▶ **REQUIRED ACTION**
From the data below, return each line in which the string "toml" is found.

Stored data entries:
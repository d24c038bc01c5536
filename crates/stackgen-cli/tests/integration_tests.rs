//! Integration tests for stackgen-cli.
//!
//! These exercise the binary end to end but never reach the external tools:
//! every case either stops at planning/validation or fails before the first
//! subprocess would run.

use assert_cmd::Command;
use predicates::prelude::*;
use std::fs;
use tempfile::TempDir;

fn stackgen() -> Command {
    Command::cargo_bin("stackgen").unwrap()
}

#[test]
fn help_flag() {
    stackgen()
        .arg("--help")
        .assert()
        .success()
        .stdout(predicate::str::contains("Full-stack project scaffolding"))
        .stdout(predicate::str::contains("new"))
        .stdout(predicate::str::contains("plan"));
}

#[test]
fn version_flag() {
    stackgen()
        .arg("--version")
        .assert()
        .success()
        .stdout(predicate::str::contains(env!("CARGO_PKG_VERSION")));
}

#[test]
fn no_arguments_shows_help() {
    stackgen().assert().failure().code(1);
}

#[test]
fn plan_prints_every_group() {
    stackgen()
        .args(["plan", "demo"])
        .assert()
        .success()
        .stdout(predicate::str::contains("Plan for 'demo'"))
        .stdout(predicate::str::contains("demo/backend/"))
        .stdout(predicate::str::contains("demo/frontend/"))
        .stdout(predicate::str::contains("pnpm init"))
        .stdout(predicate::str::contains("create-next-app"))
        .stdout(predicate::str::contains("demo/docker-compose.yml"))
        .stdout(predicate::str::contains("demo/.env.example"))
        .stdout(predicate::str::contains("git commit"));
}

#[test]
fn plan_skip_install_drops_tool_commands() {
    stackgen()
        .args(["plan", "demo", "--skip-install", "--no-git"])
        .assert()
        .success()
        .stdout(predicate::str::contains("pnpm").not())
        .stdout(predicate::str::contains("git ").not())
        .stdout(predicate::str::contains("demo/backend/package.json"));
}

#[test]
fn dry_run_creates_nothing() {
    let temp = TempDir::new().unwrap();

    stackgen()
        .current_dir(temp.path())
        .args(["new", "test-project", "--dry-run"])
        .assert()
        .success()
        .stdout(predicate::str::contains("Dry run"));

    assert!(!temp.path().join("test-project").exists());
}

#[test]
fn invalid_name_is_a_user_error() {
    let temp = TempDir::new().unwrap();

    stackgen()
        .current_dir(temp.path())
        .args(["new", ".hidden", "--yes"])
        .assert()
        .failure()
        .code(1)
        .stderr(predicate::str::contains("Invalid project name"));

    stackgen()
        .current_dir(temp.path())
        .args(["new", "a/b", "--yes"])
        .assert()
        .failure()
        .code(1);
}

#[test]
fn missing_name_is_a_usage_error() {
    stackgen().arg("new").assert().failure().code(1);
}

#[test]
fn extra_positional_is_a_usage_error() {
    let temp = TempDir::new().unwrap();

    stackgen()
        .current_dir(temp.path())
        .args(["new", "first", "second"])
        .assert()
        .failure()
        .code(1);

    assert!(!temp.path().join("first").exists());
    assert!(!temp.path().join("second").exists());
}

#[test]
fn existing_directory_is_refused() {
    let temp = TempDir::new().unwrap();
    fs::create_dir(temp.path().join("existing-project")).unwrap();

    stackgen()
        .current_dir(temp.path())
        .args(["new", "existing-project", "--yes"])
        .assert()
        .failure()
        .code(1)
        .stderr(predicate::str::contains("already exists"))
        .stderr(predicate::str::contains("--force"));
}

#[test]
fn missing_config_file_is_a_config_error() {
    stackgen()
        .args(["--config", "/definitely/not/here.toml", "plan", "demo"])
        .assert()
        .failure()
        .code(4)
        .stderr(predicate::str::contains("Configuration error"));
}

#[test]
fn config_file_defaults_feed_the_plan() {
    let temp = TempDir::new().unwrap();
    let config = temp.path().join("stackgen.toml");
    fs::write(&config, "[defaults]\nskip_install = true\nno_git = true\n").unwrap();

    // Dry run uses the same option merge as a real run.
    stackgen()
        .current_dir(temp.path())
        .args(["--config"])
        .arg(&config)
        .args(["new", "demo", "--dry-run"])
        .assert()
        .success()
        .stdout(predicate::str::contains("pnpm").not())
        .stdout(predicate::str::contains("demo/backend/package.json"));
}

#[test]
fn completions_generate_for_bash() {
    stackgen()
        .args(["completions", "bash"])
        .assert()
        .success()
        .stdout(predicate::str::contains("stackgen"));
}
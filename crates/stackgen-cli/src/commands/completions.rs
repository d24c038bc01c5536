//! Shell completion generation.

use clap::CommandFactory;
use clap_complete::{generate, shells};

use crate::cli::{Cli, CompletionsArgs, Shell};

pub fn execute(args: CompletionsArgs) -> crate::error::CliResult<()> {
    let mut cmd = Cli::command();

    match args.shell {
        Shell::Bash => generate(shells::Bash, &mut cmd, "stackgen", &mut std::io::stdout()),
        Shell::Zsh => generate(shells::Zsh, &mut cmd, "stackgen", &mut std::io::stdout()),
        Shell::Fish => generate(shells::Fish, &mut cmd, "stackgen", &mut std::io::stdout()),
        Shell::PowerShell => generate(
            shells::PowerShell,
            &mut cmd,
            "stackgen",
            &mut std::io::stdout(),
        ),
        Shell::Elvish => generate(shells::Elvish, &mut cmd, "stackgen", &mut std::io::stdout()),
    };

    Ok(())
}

▶ **SOLUTION TO THE EXERCISE**
        .args(["--config", "/definitely/not/here.toml", "plan", "demo"])
    let config = temp.path().join("stackgen.toml");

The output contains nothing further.